(MATERIALS PROVIDED)

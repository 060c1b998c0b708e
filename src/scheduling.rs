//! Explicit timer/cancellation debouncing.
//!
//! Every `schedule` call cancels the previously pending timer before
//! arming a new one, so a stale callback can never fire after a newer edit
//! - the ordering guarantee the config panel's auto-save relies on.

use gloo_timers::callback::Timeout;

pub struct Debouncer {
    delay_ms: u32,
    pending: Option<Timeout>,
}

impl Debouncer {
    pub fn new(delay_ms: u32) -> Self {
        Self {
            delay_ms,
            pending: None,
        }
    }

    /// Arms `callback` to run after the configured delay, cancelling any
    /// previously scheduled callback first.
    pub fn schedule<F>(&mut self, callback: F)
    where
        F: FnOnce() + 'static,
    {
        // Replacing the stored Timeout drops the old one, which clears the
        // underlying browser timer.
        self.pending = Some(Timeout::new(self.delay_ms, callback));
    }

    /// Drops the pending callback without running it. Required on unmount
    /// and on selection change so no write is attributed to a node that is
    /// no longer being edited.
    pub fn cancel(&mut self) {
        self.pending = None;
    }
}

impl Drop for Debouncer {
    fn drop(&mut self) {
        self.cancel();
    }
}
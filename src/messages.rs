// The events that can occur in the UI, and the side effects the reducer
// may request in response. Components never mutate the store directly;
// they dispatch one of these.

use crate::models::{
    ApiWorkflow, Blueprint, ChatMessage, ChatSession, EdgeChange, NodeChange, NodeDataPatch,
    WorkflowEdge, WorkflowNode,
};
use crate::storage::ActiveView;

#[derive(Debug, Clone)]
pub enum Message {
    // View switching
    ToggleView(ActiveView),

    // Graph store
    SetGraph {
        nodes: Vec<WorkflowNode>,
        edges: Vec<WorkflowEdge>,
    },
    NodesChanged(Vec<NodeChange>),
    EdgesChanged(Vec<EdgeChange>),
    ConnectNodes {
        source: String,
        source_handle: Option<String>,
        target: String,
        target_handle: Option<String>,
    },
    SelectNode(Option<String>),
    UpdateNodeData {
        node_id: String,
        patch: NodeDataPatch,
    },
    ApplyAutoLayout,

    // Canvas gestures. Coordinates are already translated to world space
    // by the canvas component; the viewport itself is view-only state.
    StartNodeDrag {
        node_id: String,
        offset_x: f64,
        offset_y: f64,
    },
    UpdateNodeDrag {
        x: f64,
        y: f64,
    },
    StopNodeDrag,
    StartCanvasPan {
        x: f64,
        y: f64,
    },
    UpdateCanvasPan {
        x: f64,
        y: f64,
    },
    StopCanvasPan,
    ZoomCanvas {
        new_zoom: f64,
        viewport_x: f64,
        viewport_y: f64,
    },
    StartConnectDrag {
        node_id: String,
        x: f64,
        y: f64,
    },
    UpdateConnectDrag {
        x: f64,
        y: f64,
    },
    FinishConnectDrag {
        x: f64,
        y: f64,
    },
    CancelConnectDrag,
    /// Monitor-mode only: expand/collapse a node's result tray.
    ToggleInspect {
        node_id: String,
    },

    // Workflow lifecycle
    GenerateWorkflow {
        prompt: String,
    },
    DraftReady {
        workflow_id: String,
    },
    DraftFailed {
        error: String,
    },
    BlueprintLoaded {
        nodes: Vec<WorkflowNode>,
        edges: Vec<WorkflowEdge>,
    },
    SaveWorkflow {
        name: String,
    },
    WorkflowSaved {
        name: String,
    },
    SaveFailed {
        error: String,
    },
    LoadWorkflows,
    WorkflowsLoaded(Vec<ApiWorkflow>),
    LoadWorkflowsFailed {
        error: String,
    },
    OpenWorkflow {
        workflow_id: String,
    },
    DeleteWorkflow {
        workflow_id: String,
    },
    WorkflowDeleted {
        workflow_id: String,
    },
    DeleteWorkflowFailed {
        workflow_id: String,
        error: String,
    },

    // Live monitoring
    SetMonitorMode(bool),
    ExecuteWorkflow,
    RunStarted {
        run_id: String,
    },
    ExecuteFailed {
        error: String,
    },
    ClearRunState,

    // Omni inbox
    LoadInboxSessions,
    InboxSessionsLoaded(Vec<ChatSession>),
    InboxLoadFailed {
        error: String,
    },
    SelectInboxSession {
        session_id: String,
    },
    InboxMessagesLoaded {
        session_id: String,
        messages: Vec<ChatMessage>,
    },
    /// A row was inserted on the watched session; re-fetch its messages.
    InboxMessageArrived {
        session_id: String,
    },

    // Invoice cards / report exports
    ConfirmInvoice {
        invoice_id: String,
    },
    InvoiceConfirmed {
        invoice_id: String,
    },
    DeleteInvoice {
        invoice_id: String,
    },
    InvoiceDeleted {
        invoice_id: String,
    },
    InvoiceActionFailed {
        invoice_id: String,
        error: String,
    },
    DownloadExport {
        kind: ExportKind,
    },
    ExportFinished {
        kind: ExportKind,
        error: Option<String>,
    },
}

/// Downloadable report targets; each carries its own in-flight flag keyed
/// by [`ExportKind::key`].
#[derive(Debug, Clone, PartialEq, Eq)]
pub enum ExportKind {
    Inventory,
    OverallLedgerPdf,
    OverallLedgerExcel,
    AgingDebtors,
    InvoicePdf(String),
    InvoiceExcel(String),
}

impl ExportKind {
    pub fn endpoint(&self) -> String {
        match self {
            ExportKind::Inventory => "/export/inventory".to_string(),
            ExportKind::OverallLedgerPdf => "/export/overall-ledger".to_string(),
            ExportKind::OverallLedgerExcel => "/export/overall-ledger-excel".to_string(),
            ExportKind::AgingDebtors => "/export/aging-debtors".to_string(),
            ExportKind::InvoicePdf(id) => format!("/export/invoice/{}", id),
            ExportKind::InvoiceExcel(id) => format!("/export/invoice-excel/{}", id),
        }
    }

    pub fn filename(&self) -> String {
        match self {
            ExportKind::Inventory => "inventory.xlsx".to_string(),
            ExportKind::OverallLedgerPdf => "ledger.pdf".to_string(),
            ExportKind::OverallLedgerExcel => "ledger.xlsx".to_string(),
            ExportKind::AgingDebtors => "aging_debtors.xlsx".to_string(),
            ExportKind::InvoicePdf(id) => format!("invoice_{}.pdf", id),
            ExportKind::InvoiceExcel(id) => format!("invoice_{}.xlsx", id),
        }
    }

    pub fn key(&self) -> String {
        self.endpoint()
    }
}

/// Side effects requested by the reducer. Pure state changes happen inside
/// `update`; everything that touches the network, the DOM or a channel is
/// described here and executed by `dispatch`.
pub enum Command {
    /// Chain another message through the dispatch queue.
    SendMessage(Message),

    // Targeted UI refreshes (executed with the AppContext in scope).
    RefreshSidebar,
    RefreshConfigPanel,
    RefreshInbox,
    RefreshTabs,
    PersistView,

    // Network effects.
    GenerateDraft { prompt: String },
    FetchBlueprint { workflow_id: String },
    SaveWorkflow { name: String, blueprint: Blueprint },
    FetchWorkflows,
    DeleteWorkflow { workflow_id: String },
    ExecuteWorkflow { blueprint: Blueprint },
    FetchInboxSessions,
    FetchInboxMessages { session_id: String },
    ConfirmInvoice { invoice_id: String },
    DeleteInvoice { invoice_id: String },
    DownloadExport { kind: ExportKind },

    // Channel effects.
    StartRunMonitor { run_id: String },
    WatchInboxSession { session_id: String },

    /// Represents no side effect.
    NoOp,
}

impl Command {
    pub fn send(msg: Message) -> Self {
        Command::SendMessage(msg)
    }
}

(End MATERIALS PROVIDED)

A word-for-word transcription of the data above is required.

repository 060c1b998c0b708e
filename src/scheduling.rs
//! Explicit timer/cancellation debouncing.
//!
//! Every `schedule` call cancels the previously pending timer before
//! arming a new one, so a stale callback can never fire after a newer edit
//! - the ordering guarantee the config panel's auto-save relies on.

use gloo_timers::callback::Timeout;

pub struct Debouncer {
    delay_ms: u32,
    pending: Option<Timeout>,
}

impl Debouncer {
    pub fn new(delay_ms: u32) -> Self {
        Self {
            delay_ms,
            pending: None,
        }
    }

    /// Arms `callback` to run after the configured delay, cancelling any
    /// previously scheduled callback first.
    pub fn schedule<F>(&mut self, callback: F)
    where
        F: FnOnce() + 'static,
    {
        // Replacing the stored Timeout drops the old one, which clears the
        // underlying browser timer.
        self.pending = Some(Timeout::new(self.delay_ms, callback));
    }

    /// Drops the pending callback without running it. Required on unmount
    /// and on selection change so no write is attributed to a node that is
    /// no longer being edited.
    pub fn cancel(&mut self) {
        self.pending = None;
    }
}

impl Drop for Debouncer {
    fn drop(&mut self) {
        self.cancel();
    }
}
filename src/messages.rs
// The events that can occur in the UI, and the side effects the reducer
// may request in response. Components never mutate the store directly;
// they dispatch one of these.

use crate::models::{
    ApiWorkflow, Blueprint, ChatMessage, ChatSession, EdgeChange, NodeChange, NodeDataPatch,
    WorkflowEdge, WorkflowNode,
};
use crate::storage::ActiveView;

#[derive(Debug, Clone)]
pub enum Message {
    // View switching
    ToggleView(ActiveView),

    // Graph store
    SetGraph {
        nodes: Vec<WorkflowNode>,
        edges: Vec<WorkflowEdge>,
    },
    NodesChanged(Vec<NodeChange>),
    EdgesChanged(Vec<EdgeChange>),
    ConnectNodes {
        source: String,
        source_handle: Option<String>,
        target: String,
        target_handle: Option<String>,
    },
    SelectNode(Option<String>),
    UpdateNodeData {
        node_id: String,
        patch: NodeDataPatch,
    },
    ApplyAutoLayout,

    // Canvas gestures. Coordinates are already translated to world space
    // by the canvas component; the viewport itself is view-only state.
    StartNodeDrag {
        node_id: String,
        offset_x: f64,
        offset_y: f64,
    },
    UpdateNodeDrag {
        x: f64,
        y: f64,
    },
    StopNodeDrag,
    StartCanvasPan {
        x: f64,
        y: f64,
    },
    UpdateCanvasPan {
        x: f64,
        y: f64,
    },
    StopCanvasPan,
    ZoomCanvas {
        new_zoom: f64,
        viewport_x: f64,
        viewport_y: f64,
    },
    StartConnectDrag {
        node_id: String,
        x: f64,
        y: f64,
    },
    UpdateConnectDrag {
        x: f64,
        y: f64,
    },
    FinishConnectDrag {
        x: f64,
        y: f64,
    },
    CancelConnectDrag,
    /// Monitor-mode only: expand/collapse a node's result tray.
    ToggleInspect {
        node_id: String,
    },

    // Workflow lifecycle
    GenerateWorkflow {
        prompt: String,
    },
    DraftReady {
        workflow_id: String,
    },
    DraftFailed {
        error: String,
    },
    BlueprintLoaded {
        nodes: Vec<WorkflowNode>,
        edges: Vec<WorkflowEdge>,
    },
    SaveWorkflow {
        name: String,
    },
    WorkflowSaved {
        name: String,
    },
    SaveFailed {
        error: String,
    },
    LoadWorkflows,
    WorkflowsLoaded(Vec<ApiWorkflow>),
    LoadWorkflowsFailed {
        error: String,
    },
    OpenWorkflow {
        workflow_id: String,
    },
    DeleteWorkflow {
        workflow_id: String,
    },
    WorkflowDeleted {
        workflow_id: String,
    },
    DeleteWorkflowFailed {
        workflow_id: String,
        error: String,
    },

    // Live monitoring
    SetMonitorMode(bool),
    ExecuteWorkflow,
    RunStarted {
        run_id: String,
    },
    ExecuteFailed {
        error: String,
    },
    ClearRunState,

    // Omni inbox
    LoadInboxSessions,
    InboxSessionsLoaded(Vec<ChatSession>),
    InboxLoadFailed {
        error: String,
    },
    SelectInboxSession {
        session_id: String,
    },
    InboxMessagesLoaded {
        session_id: String,
        messages: Vec<ChatMessage>,
    },
    /// A row was inserted on the watched session; re-fetch its messages.
    InboxMessageArrived {
        session_id: String,
    },

    // Invoice cards / report exports
    ConfirmInvoice {
        invoice_id: String,
    },
    InvoiceConfirmed {
        invoice_id: String,
    },
    DeleteInvoice {
        invoice_id: String,
    },
    InvoiceDeleted {
        invoice_id: String,
    },
    InvoiceActionFailed {
        invoice_id: String,
        error: String,
    },
    DownloadExport {
        kind: ExportKind,
    },
    ExportFinished {
        kind: ExportKind,
        error: Option<String>,
    },
}

/// Downloadable report targets; each carries its own in-flight flag keyed
/// by [`ExportKind::key`].
#[derive(Debug, Clone, PartialEq, Eq)]
pub enum ExportKind {
    Inventory,
    OverallLedgerPdf,
    OverallLedgerExcel,
    AgingDebtors,
    InvoicePdf(String),
    InvoiceExcel(String),
}

impl ExportKind {
    pub fn endpoint(&self) -> String {
        match self {
            ExportKind::Inventory => "/export/inventory".to_string(),
            ExportKind::OverallLedgerPdf => "/export/overall-ledger".to_string(),
            ExportKind::OverallLedgerExcel => "/export/overall-ledger-excel".to_string(),
            ExportKind::AgingDebtors => "/export/aging-debtors".to_string(),
            ExportKind::InvoicePdf(id) => format!("/export/invoice/{}", id),
            ExportKind::InvoiceExcel(id) => format!("/export/invoice-excel/{}", id),
        }
    }

    pub fn filename(&self) -> String {
        match self {
            ExportKind::Inventory => "inventory.xlsx".to_string(),
            ExportKind::OverallLedgerPdf => "ledger.pdf".to_string(),
            ExportKind::OverallLedgerExcel => "ledger.xlsx".to_string(),
            ExportKind::AgingDebtors => "aging_debtors.xlsx".to_string(),
            ExportKind::InvoicePdf(id) => format!("invoice_{}.pdf", id),
            ExportKind::InvoiceExcel(id) => format!("invoice_{}.xlsx", id),
        }
    }

    pub fn key(&self) -> String {
        self.endpoint()
    }
}

/// Side effects requested by the reducer. Pure state changes happen inside
/// `update`; everything that touches the network, the DOM or a channel is
/// described here and executed by `dispatch`.
pub enum Command {
    /// Chain another message through the dispatch queue.
    SendMessage(Message),

    // Targeted UI refreshes (executed with the AppContext in scope).
    RefreshSidebar,
    RefreshConfigPanel,
    RefreshInbox,
    RefreshTabs,
    PersistView,

    // Network effects.
    GenerateDraft { prompt: String },
    FetchBlueprint { workflow_id: String },
    SaveWorkflow { name: String, blueprint: Blueprint },
    FetchWorkflows,
    DeleteWorkflow { workflow_id: String },
    ExecuteWorkflow { blueprint: Blueprint },
    FetchInboxSessions,
    FetchInboxMessages { session_id: String },
    ConfirmInvoice { invoice_id: String },
    DeleteInvoice { invoice_id: String },
    DownloadExport { kind: ExportKind },

    // Channel effects.
    StartRunMonitor { run_id: String },
    WatchInboxSession { session_id: String },

    /// Represents no side effect.
    NoOp,
}

impl Command {
    pub fn send(msg: Message) -> Self {
        Command::SendMessage(msg)
    }
}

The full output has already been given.